Me sorprende como ha pasado el tiempo. Recordar aquellos momentos de alegría y duda, cuando aún era más ingenua, con un corazón abierto. Y es que desde ti, me limito. No puedo. Amo cantar, a las personas, lo que vivo. Pero ese sentimiento va a ser muy difícil de revivirlo (ese tipo de amor no es algo con lo que pueda jugar), te lo aseguro.
Me sorprende que la persona a la que fueron todos esos versos jamás los leyó y que cuando lo veo es como si yo los leyera en su mirada, pero ya no como antes, como cuando te ahogas en un libro. Los capto superficialmente, así como él a mis ojos.
Me sorprende que al verte (como hoy en la cafetería) ya no me importe lo que pienses. Sé que eres bueno y de admirar pero, no es que no me importes, es que ya no está en ti ese de quien me enamoré. Es bueno no echarte de menos, es magnífico haberme despedido de tu idea.
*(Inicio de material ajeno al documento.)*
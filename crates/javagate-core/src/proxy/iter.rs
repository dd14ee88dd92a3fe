//! Iterator proxy.

use crate::client::GatewayClient;
use crate::error::Result;
use crate::protocol::Value;
use crate::proxy::expect_bool;

/// Handle to a JVM `java.util.Iterator`.
#[derive(Debug, Clone)]
pub struct IteratorProxy {
    client: GatewayClient,
    target_id: String,
}

impl IteratorProxy {
    pub(crate) fn new(client: GatewayClient, target_id: impl Into<String>) -> Self {
        Self {
            client,
            target_id: target_id.into(),
        }
    }

    pub fn target_id(&self) -> &str {
        &self.target_id
    }

    pub async fn has_next(&self) -> Result<bool> {
        expect_bool(
            self.client.call_method(&self.target_id, "hasNext", &[]).await?,
            "Iterator.hasNext",
        )
    }

    pub async fn next(&self) -> Result<Value> {
        self.client.call_method(&self.target_id, "next", &[]).await
    }

    /// Remove the element last returned by [`next`](Self::next).
    pub async fn remove(&self) -> Result<()> {
        self.client.call_method(&self.target_id, "remove", &[]).await?;
        Ok(())
    }

    /// Drain the iterator into a local vector.
    pub async fn collect_remaining(&self) -> Result<Vec<Value>> {
        let mut items = Vec::new();
        while self.has_next().await? {
            items.push(self.next().await?);
        }
        Ok(items)
    }
}

impl PartialEq for IteratorProxy {
    fn eq(&self, other: &Self) -> bool {
        self.target_id == other.target_id
    }
}
//! Array proxy.
//!
//! Java arrays are not objects with methods, so every operation here uses
//! the dedicated array subcommand protocol instead of the generic call
//! path. Arrays are created with [`GatewayClient::new_array`].
//!
//! [`GatewayClient::new_array`]: crate::client::GatewayClient::new_array

use crate::client::GatewayClient;
use crate::error::Result;
use crate::protocol::{self, Value};
use crate::proxy::{expect_array, expect_i32};

/// Handle to a JVM array.
#[derive(Debug, Clone)]
pub struct ArrayProxy {
    client: GatewayClient,
    target_id: String,
}

impl ArrayProxy {
    pub(crate) fn new(client: GatewayClient, target_id: impl Into<String>) -> Self {
        Self {
            client,
            target_id: target_id.into(),
        }
    }

    pub fn target_id(&self) -> &str {
        &self.target_id
    }

    async fn subcommand(&self, sub: &str, args: &[Value]) -> Result<Value> {
        self.client
            .execute(&[protocol::ARRAY_COMMAND, sub, &self.target_id], args)
            .await
    }

    /// Element at `index`.
    pub async fn get(&self, index: i32) -> Result<Value> {
        self.subcommand(protocol::ARRAY_GET_SUBCOMMAND, &[Value::Int(index)])
            .await
    }

    /// Store `element` at `index`.
    pub async fn set(&self, index: i32, element: Value) -> Result<()> {
        self.subcommand(protocol::ARRAY_SET_SUBCOMMAND, &[Value::Int(index), element])
            .await?;
        Ok(())
    }

    /// The array length.
    pub async fn length(&self) -> Result<i32> {
        let value = self
            .subcommand(protocol::ARRAY_LEN_SUBCOMMAND, &[])
            .await?;
        expect_i32(value, "Array.length")
    }

    /// A new gateway array holding elements `[from, to)`.
    pub async fn slice(&self, from: i32, to: i32) -> Result<ArrayProxy> {
        let value = self
            .subcommand(
                protocol::ARRAY_SLICE_SUBCOMMAND,
                &[Value::Int(from), Value::Int(to)],
            )
            .await?;
        expect_array(value, "Array.slice")
    }

    /// Materialize the array locally, one `get` per element.
    pub async fn to_vec(&self) -> Result<Vec<Value>> {
        let length = self.length().await?;
        let mut items = Vec::with_capacity(length.max(0) as usize);
        for index in 0..length {
            items.push(self.get(index).await?);
        }
        Ok(items)
    }
}

impl PartialEq for ArrayProxy {
    fn eq(&self, other: &Self) -> bool {
        self.target_id == other.target_id
    }
}
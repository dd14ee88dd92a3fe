//! Gateway connection configuration.
//!
//! Defaults match the conventional gateway endpoints: outbound commands go
//! to 127.0.0.1:25333 and the inbound callback server binds 127.0.0.1:25334.

use serde::{Deserialize, Serialize};
use std::net::{Ipv4Addr, SocketAddr};
use std::time::Duration;

/// Protocol-level defaults.
pub struct GatewayDefaults;

impl GatewayDefaults {
    /// Port the JVM gateway listens on for commands.
    pub const GATEWAY_PORT: u16 = 25333;
    /// Port the local callback server binds by default.
    pub const CALLBACK_PORT: u16 = 25334;
    /// Maximum pooled connections to the gateway.
    pub const MAX_CONNECTIONS: usize = 4;
    /// TCP connect timeout.
    pub const CONNECT_TIMEOUT: Duration = Duration::from_secs(5);

    /// Default gateway address.
    pub fn gateway_address() -> SocketAddr {
        SocketAddr::from((Ipv4Addr::LOCALHOST, Self::GATEWAY_PORT))
    }

    /// Default callback bind address.
    pub fn callback_address() -> SocketAddr {
        SocketAddr::from((Ipv4Addr::LOCALHOST, Self::CALLBACK_PORT))
    }
}

/// Configuration for a gateway client.
#[derive(Debug, Clone, Serialize, Deserialize)]
pub struct GatewayConfig {
    /// Address of the JVM gateway.
    pub address: SocketAddr,
    /// Optional authentication token sent on every new connection.
    pub auth_token: Option<String>,
    /// Maximum number of pooled connections.
    pub max_connections: usize,
    /// TCP connect timeout for new connections.
    pub connect_timeout: Duration,
    /// Bind address for the inbound callback server. Port 0 means an
    /// ephemeral port, captured after bind.
    pub callback_address: SocketAddr,
}

impl Default for GatewayConfig {
    fn default() -> Self {
        Self {
            address: GatewayDefaults::gateway_address(),
            auth_token: None,
            max_connections: GatewayDefaults::MAX_CONNECTIONS,
            connect_timeout: GatewayDefaults::CONNECT_TIMEOUT,
            callback_address: GatewayDefaults::callback_address(),
        }
    }
}

impl GatewayConfig {
    /// Create a config with default endpoints.
    pub fn new() -> Self {
        Self::default()
    }

    /// Set the gateway address.
    pub fn with_address(mut self, address: SocketAddr) -> Self {
        self.address = address;
        self
    }

    /// Set the authentication token.
    pub fn with_auth_token(mut self, token: impl Into<String>) -> Self {
        self.auth_token = Some(token.into());
        self
    }

    /// Set the maximum number of pooled connections.
    pub fn with_max_connections(mut self, max: usize) -> Self {
        self.max_connections = max.max(1);
        self
    }

    /// Set the TCP connect timeout.
    pub fn with_connect_timeout(mut self, timeout: Duration) -> Self {
        self.connect_timeout = timeout;
        self
    }

    /// Set the callback server bind address.
    pub fn with_callback_address(mut self, address: SocketAddr) -> Self {
        self.callback_address = address;
        self
    }
}

#[cfg(test)]
mod tests {
    use super::*;

    #[test]
    fn test_defaults() {
        let config = GatewayConfig::default();
        assert_eq!(config.address.port(), 25333);
        assert_eq!(config.callback_address.port(), 25334);
        assert_eq!(config.max_connections, 4);
        assert!(config.auth_token.is_none());
    }

    #[test]
    fn test_builder_methods() {
        let config = GatewayConfig::new()
            .with_address("10.0.0.1:4000".parse().unwrap())
            .with_auth_token("secret")
            .with_max_connections(8)
            .with_connect_timeout(Duration::from_secs(1));

        assert_eq!(config.address.port(), 4000);
        assert_eq!(config.auth_token.as_deref(), Some("secret"));
        assert_eq!(config.max_connections, 8);
        assert_eq!(config.connect_timeout, Duration::from_secs(1));
    }

    #[test]
    fn test_max_connections_floor() {
        let config = GatewayConfig::new().with_max_connections(0);
        assert_eq!(config.max_connections, 1);
    }

    #[test]
    fn test_callback_address_override() {
        let config = GatewayConfig::new().with_callback_address("127.0.0.1:0".parse().unwrap());
        assert_eq!(config.callback_address.port(), 0);
    }
}
//! Bounded connection pool with a FIFO waiter queue.
//!
//! At most `max_connections` connections exist at any time (checked out +
//! idle). When the pool is exhausted, callers park in arrival order; a
//! release hands the live connection directly to the first waiter,
//! bypassing the idle set. The pool never retries on transport failure —
//! the caller sees the network error.

use crate::config::GatewayConfig;
use crate::error::Result;
use crate::ipc::connection::Connection;
use std::collections::VecDeque;
use std::sync::Mutex;
use tokio::sync::oneshot;
use tracing::debug;

/// Pool of gateway connections.
pub struct ConnectionPool {
    config: GatewayConfig,
    state: Mutex<PoolState>,
}

struct PoolState {
    idle: Vec<Connection>,
    /// Connections checked out or currently being dialed.
    active: usize,
    waiters: VecDeque<oneshot::Sender<Connection>>,
}

impl ConnectionPool {
    pub fn new(config: GatewayConfig) -> Self {
        Self {
            config,
            state: Mutex::new(PoolState {
                idle: Vec::new(),
                active: 0,
                waiters: VecDeque::new(),
            }),
        }
    }

    /// Check out a connection: reuse an idle one, dial a new one below the
    /// cap, or park until a release hands one over.
    pub async fn acquire(&self) -> Result<PooledConnection<'_>> {
        loop {
            enum Plan {
                Dial,
                Park(oneshot::Receiver<Connection>),
            }

            let plan = {
                let mut state = self.state.lock().unwrap();
                if let Some(conn) = state.idle.pop() {
                    state.active += 1;
                    return Ok(PooledConnection::new(self, conn));
                }
                if state.active + state.idle.len() < self.config.max_connections {
                    state.active += 1;
                    Plan::Dial
                } else {
                    let (tx, rx) = oneshot::channel();
                    state.waiters.push_back(tx);
                    Plan::Park(rx)
                }
            };

            match plan {
                Plan::Dial => match Connection::connect(&self.config).await {
                    Ok(conn) => return Ok(PooledConnection::new(self, conn)),
                    Err(e) => {
                        // The slot is free again; let the next waiter retry.
                        self.free_slot();
                        return Err(e);
                    }
                },
                Plan::Park(rx) => match rx.await {
                    Ok(conn) => return Ok(PooledConnection::new(self, conn)),
                    // The sender was dropped: a slot opened up without a
                    // connection to hand over. Retry from the top.
                    Err(_) => continue,
                },
            }
        }
    }

    /// Scoped send: acquire, write one command, read one response, release.
    ///
    /// The connection is returned to the pool on both the success and the
    /// error path; if this future is dropped mid-request the connection is
    /// discarded rather than re-pooled with a half-written command.
    pub async fn send(&self, command: &str) -> Result<String> {
        let mut checked_out = self.acquire().await?;
        let result = checked_out.send(command).await;
        checked_out.release();
        result
    }

    /// Close all idle connections. Checked-out connections are not severed;
    /// they are discarded when their holder releases a dead connection or
    /// drops it.
    pub fn close_all(&self) {
        let mut state = self.state.lock().unwrap();
        let n = state.idle.len();
        state.idle.clear();
        if n > 0 {
            debug!("closed {} idle gateway connection(s)", n);
        }
    }

    /// Number of idle connections.
    pub fn idle_count(&self) -> usize {
        self.state.lock().unwrap().idle.len()
    }

    /// Number of checked-out connections.
    pub fn active_count(&self) -> usize {
        self.state.lock().unwrap().active
    }

    /// Number of parked waiters.
    pub fn waiter_count(&self) -> usize {
        self.state.lock().unwrap().waiters.len()
    }

    fn release_inner(&self, conn: Connection) {
        let mut state = self.state.lock().unwrap();
        state.active -= 1;
        if !conn.is_alive() {
            debug!("discarding dead gateway connection");
            Self::wake_one(&mut state);
            return;
        }
        let mut conn = conn;
        while let Some(waiter) = state.waiters.pop_front() {
            match waiter.send(conn) {
                Ok(()) => {
                    state.active += 1;
                    return;
                }
                // The waiter gave up; try the next one.
                Err(returned) => conn = returned,
            }
        }
        state.idle.push(conn);
    }

    fn forfeit(&self, conn: Connection) {
        drop(conn);
        self.free_slot();
    }

    fn free_slot(&self) {
        let mut state = self.state.lock().unwrap();
        state.active -= 1;
        Self::wake_one(&mut state);
    }

    /// Wake the first waiter without a connection to hand over; dropping
    /// the sender makes its `acquire` retry against the freed slot.
    fn wake_one(state: &mut PoolState) {
        if let Some(waiter) = state.waiters.pop_front() {
            drop(waiter);
        }
    }
}

impl std::fmt::Debug for ConnectionPool {
    fn fmt(&self, f: &mut std::fmt::Formatter<'_>) -> std::fmt::Result {
        let state = self.state.lock().unwrap();
        f.debug_struct("ConnectionPool")
            .field("max", &self.config.max_connections)
            .field("idle", &state.idle.len())
            .field("active", &state.active)
            .field("waiters", &state.waiters.len())
            .finish()
    }
}

/// A checked-out connection.
///
/// [`PooledConnection::release`] returns it to the pool; dropping it
/// without releasing (e.g. a cancelled request) discards the connection
/// and frees its slot.
pub struct PooledConnection<'a> {
    pool: &'a ConnectionPool,
    conn: Option<Connection>,
}

impl<'a> PooledConnection<'a> {
    fn new(pool: &'a ConnectionPool, conn: Connection) -> Self {
        Self {
            pool,
            conn: Some(conn),
        }
    }

    /// Send one command on the checked-out connection.
    pub async fn send(&mut self, command: &str) -> Result<String> {
        self.conn
            .as_mut()
            .expect("connection already released")
            .send(command)
            .await
    }

    /// Return the connection to the pool (idle set, or directly to the
    /// first waiter). Dead connections are discarded.
    pub fn release(mut self) {
        if let Some(conn) = self.conn.take() {
            self.pool.release_inner(conn);
        }
    }
}

impl Drop for PooledConnection<'_> {
    fn drop(&mut self) {
        if let Some(conn) = self.conn.take() {
            self.pool.forfeit(conn);
        }
    }
}

#[cfg(test)]
mod tests {
    use super::*;
    use std::sync::Arc;
    use std::time::Duration;
    use tokio::io::{AsyncBufReadExt, AsyncWriteExt, BufReader};
    use tokio::net::TcpListener;

    /// Peer that answers every complete command with `!yv`.
    async fn echo_peer() -> std::net::SocketAddr {
        let listener = TcpListener::bind("127.0.0.1:0").await.unwrap();
        let addr = listener.local_addr().unwrap();
        tokio::spawn(async move {
            loop {
                let (stream, _) = match listener.accept().await {
                    Ok(pair) => pair,
                    Err(_) => return,
                };
                tokio::spawn(async move {
                    let (read_half, mut write_half) = stream.into_split();
                    let mut lines = BufReader::new(read_half).lines();
                    while let Ok(Some(line)) = lines.next_line().await {
                        if line == "e" && write_half.write_all(b"!yv\n").await.is_err() {
                            return;
                        }
                    }
                });
            }
        });
        addr
    }

    fn pool_for(addr: std::net::SocketAddr, max: usize) -> ConnectionPool {
        ConnectionPool::new(
            GatewayConfig::new()
                .with_address(addr)
                .with_max_connections(max),
        )
    }

    #[tokio::test]
    async fn test_acquire_reuses_idle_connection() {
        let addr = echo_peer().await;
        let pool = pool_for(addr, 2);

        let conn = pool.acquire().await.unwrap();
        conn.release();
        assert_eq!(pool.idle_count(), 1);

        let conn = pool.acquire().await.unwrap();
        assert_eq!(pool.idle_count(), 0);
        assert_eq!(pool.active_count(), 1);
        conn.release();
    }

    #[tokio::test]
    async fn test_capacity_is_bounded() {
        let addr = echo_peer().await;
        let pool = Arc::new(pool_for(addr, 2));

        let a = pool.acquire().await.unwrap();
        let b = pool.acquire().await.unwrap();
        assert_eq!(pool.active_count(), 2);

        // Third acquire parks.
        let pool2 = pool.clone();
        let waiter = tokio::spawn(async move {
            let conn = pool2.acquire().await.unwrap();
            conn.release();
        });
        tokio::time::sleep(Duration::from_millis(50)).await;
        assert_eq!(pool.waiter_count(), 1);
        assert!(pool.active_count() + pool.idle_count() <= 2);

        a.release();
        waiter.await.unwrap();
        b.release();
    }

    #[tokio::test]
    async fn test_release_hands_connection_to_waiter_directly() {
        let addr = echo_peer().await;
        let pool = Arc::new(pool_for(addr, 1));

        let held = pool.acquire().await.unwrap();
        let pool2 = pool.clone();
        let waiter = tokio::spawn(async move {
            let mut conn = pool2.acquire().await.unwrap();
            // The handed-over connection must be usable.
            let line = conn.send("s\ne\n").await.unwrap();
            conn.release();
            line
        });
        tokio::time::sleep(Duration::from_millis(50)).await;
        assert_eq!(pool.waiter_count(), 1);

        held.release();
        // The connection went straight to the waiter, not through idle.
        assert_eq!(waiter.await.unwrap(), "!yv");
        assert_eq!(pool.idle_count(), 1);
    }

    #[tokio::test]
    async fn test_waiters_resolve_in_fifo_order() {
        let addr = echo_peer().await;
        let pool = Arc::new(pool_for(addr, 1));
        let held = pool.acquire().await.unwrap();

        let (order_tx, mut order_rx) = tokio::sync::mpsc::unbounded_channel();
        let mut tasks = Vec::new();
        for i in 0..3 {
            let pool = pool.clone();
            let order_tx = order_tx.clone();
            tasks.push(tokio::spawn(async move {
                let conn = pool.acquire().await.unwrap();
                order_tx.send(i).unwrap();
                tokio::time::sleep(Duration::from_millis(20)).await;
                conn.release();
            }));
            // Make arrival order deterministic.
            tokio::time::sleep(Duration::from_millis(30)).await;
        }
        assert_eq!(pool.waiter_count(), 3);

        held.release();
        for task in tasks {
            task.await.unwrap();
        }
        let mut seen = Vec::new();
        while let Ok(i) = order_rx.try_recv() {
            seen.push(i);
        }
        assert_eq!(seen, vec![0, 1, 2]);
    }

    #[tokio::test]
    async fn test_dead_connection_is_discarded() {
        // Peer that accepts and immediately hangs up.
        let listener = TcpListener::bind("127.0.0.1:0").await.unwrap();
        let addr = listener.local_addr().unwrap();
        tokio::spawn(async move {
            loop {
                match listener.accept().await {
                    Ok((stream, _)) => drop(stream),
                    Err(_) => return,
                }
            }
        });

        let pool = pool_for(addr, 2);
        let mut conn = pool.acquire().await.unwrap();
        assert!(conn.send("s\ne\n").await.is_err());
        conn.release();
        assert_eq!(pool.idle_count(), 0);
        assert_eq!(pool.active_count(), 0);
    }

    #[tokio::test]
    async fn test_dropped_checkout_frees_slot() {
        let addr = echo_peer().await;
        let pool = pool_for(addr, 1);

        let conn = pool.acquire().await.unwrap();
        drop(conn);
        assert_eq!(pool.active_count(), 0);
        assert_eq!(pool.idle_count(), 0);

        // The slot is reusable.
        pool.acquire().await.unwrap().release();
        assert_eq!(pool.idle_count(), 1);
    }

    #[tokio::test]
    async fn test_close_all_clears_idle_only() {
        let addr = echo_peer().await;
        let pool = pool_for(addr, 2);

        let held = pool.acquire().await.unwrap();
        let other = pool.acquire().await.unwrap();
        other.release();
        assert_eq!(pool.idle_count(), 1);

        pool.close_all();
        assert_eq!(pool.idle_count(), 0);
        assert_eq!(pool.active_count(), 1);
        held.release();
    }

    #[tokio::test]
    async fn test_failed_dial_frees_slot() {
        let pool = pool_for("127.0.0.1:1".parse().unwrap(), 1);
        assert!(pool.acquire().await.is_err());
        assert_eq!(pool.active_count(), 0);
    }
}
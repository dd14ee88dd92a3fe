//! Error types for the gateway bridge.
//!
//! This module defines the error taxonomy for everything the crate does:
//! transport failures, the authentication handshake, Java-side invocation
//! errors, protocol violations, and local misuse of the API.

use crate::proxy::ObjectProxy;
use thiserror::Error;

/// Main error type for gateway operations.
#[derive(Debug, Error)]
pub enum GatewayError {
    /// Transport failed: connect error, connection lost, empty response,
    /// or a write failure mid-command.
    #[error("Network error: {message}")]
    Network {
        message: String,
        #[source]
        source: Option<std::io::Error>,
    },

    /// The authentication handshake did not yield a success code.
    #[error("Gateway authentication failed")]
    Authentication,

    /// The Java side raised an exception while executing a command.
    ///
    /// `payload` is the raw error payload from the wire; `exception` is the
    /// best-effort decoded proxy for the Java exception object, when the
    /// gateway sent a reference.
    #[error("Java invocation error: {payload}")]
    HostInvocation {
        payload: String,
        exception: Option<ObjectProxy>,
    },

    /// The gateway reported a fatal protocol condition.
    #[error("Fatal gateway error: {0}")]
    FatalProtocol(String),

    /// A response line did not match the protocol framing rules.
    #[error("Protocol framing error: {0}")]
    Framing(String),

    /// A value payload carried an unknown type tag, a bad escape sequence,
    /// or an unparseable number.
    #[error("Protocol decode error: {0}")]
    Decode(String),

    /// The encoder was handed a value it refuses to convert.
    #[error("Unsupported value: {0}")]
    UnsupportedType(String),

    /// The API was used in a way the protocol cannot express.
    #[error("Usage error: {0}")]
    Usage(String),
}

/// Result type alias for gateway operations.
pub type Result<T> = std::result::Result<T, GatewayError>;

impl From<std::io::Error> for GatewayError {
    fn from(err: std::io::Error) -> Self {
        GatewayError::Network {
            message: err.to_string(),
            source: Some(err),
        }
    }
}

impl GatewayError {
    /// Create a network error from a plain message.
    pub fn network(message: impl Into<String>) -> Self {
        GatewayError::Network {
            message: message.into(),
            source: None,
        }
    }

    /// True for transport-level failures.
    ///
    /// Best-effort operations (object release, gateway shutdown) swallow
    /// these; everything else propagates.
    pub fn is_network(&self) -> bool {
        matches!(self, GatewayError::Network { .. })
    }

    /// The decoded Java exception proxy, if this is a host invocation error
    /// that carried one.
    pub fn host_exception(&self) -> Option<&ObjectProxy> {
        match self {
            GatewayError::HostInvocation { exception, .. } => exception.as_ref(),
            _ => None,
        }
    }
}
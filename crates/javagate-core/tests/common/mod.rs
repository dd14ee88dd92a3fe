//! Shared test harness: an in-process mock gateway.
//!
//! The mock records the exact command bytes it receives and answers each
//! complete command (terminated by the `e` line) with the next scripted
//! reply, falling back to `!yv` when the script runs dry.

#![allow(dead_code)]

use javagate_core::GatewayConfig;
use std::collections::VecDeque;
use std::net::SocketAddr;
use std::sync::{Arc, Mutex};
use tokio::io::{AsyncBufReadExt, AsyncWriteExt, BufReader};
use tokio::net::TcpListener;

#[derive(Clone)]
pub struct MockGateway {
    pub addr: SocketAddr,
    commands: Arc<Mutex<Vec<String>>>,
    replies: Arc<Mutex<VecDeque<String>>>,
}

impl MockGateway {
    pub async fn start() -> Self {
        let listener = TcpListener::bind("127.0.0.1:0").await.unwrap();
        let addr = listener.local_addr().unwrap();
        let commands: Arc<Mutex<Vec<String>>> = Arc::default();
        let replies: Arc<Mutex<VecDeque<String>>> = Arc::default();

        let commands_bg = commands.clone();
        let replies_bg = replies.clone();
        tokio::spawn(async move {
            loop {
                let (stream, _) = match listener.accept().await {
                    Ok(pair) => pair,
                    Err(_) => return,
                };
                let commands = commands_bg.clone();
                let replies = replies_bg.clone();
                tokio::spawn(async move {
                    let (read_half, mut write_half) = stream.into_split();
                    let mut lines = BufReader::new(read_half).lines();
                    let mut raw = String::new();
                    while let Ok(Some(line)) = lines.next_line().await {
                        // The array-length subcommand ("a"/"e") collides
                        // with the bare "e" end-of-command terminator;
                        // don't mistake that header line for the end.
                        let is_array_len_header = raw == "a\n" && line == "e";
                        raw.push_str(&line);
                        raw.push('\n');
                        if line != "e" || is_array_len_header {
                            continue;
                        }
                        commands.lock().unwrap().push(std::mem::take(&mut raw));
                        let reply = replies
                            .lock()
                            .unwrap()
                            .pop_front()
                            .unwrap_or_else(|| "!yv\n".to_string());
                        if write_half.write_all(reply.as_bytes()).await.is_err() {
                            return;
                        }
                    }
                });
            }
        });

        Self {
            addr,
            commands,
            replies,
        }
    }

    /// Queue the next reply line (must include the trailing newline).
    pub fn enqueue(&self, reply: &str) {
        self.replies.lock().unwrap().push_back(reply.to_string());
    }

    /// Every command received so far, as exact wire bytes.
    pub fn commands(&self) -> Vec<String> {
        self.commands.lock().unwrap().clone()
    }

    pub fn last_command(&self) -> String {
        self.commands().last().cloned().unwrap_or_default()
    }

    pub fn config(&self) -> GatewayConfig {
        GatewayConfig::new()
            .with_address(self.addr)
            .with_callback_address("127.0.0.1:0".parse().unwrap())
    }
}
Me sorprende que te desprecié, no va conmigo. No hablaré mal, me retracto si lo hice. Comprendí que fuiste una parte importante en mi vida, que lidiar con tu indiferencia me permitió conocerme, que llorar tu ausencia me hizo más fuerte y que conocer el primer amor abrió mi mente para saber qué es lo que quiero.
El amor es un concepto difícil, no lo puedo definir. No diré lo que pienso, porque se vive. Así como contigo, aunque fue poquito, me sorprende que pasará cuando me enamore.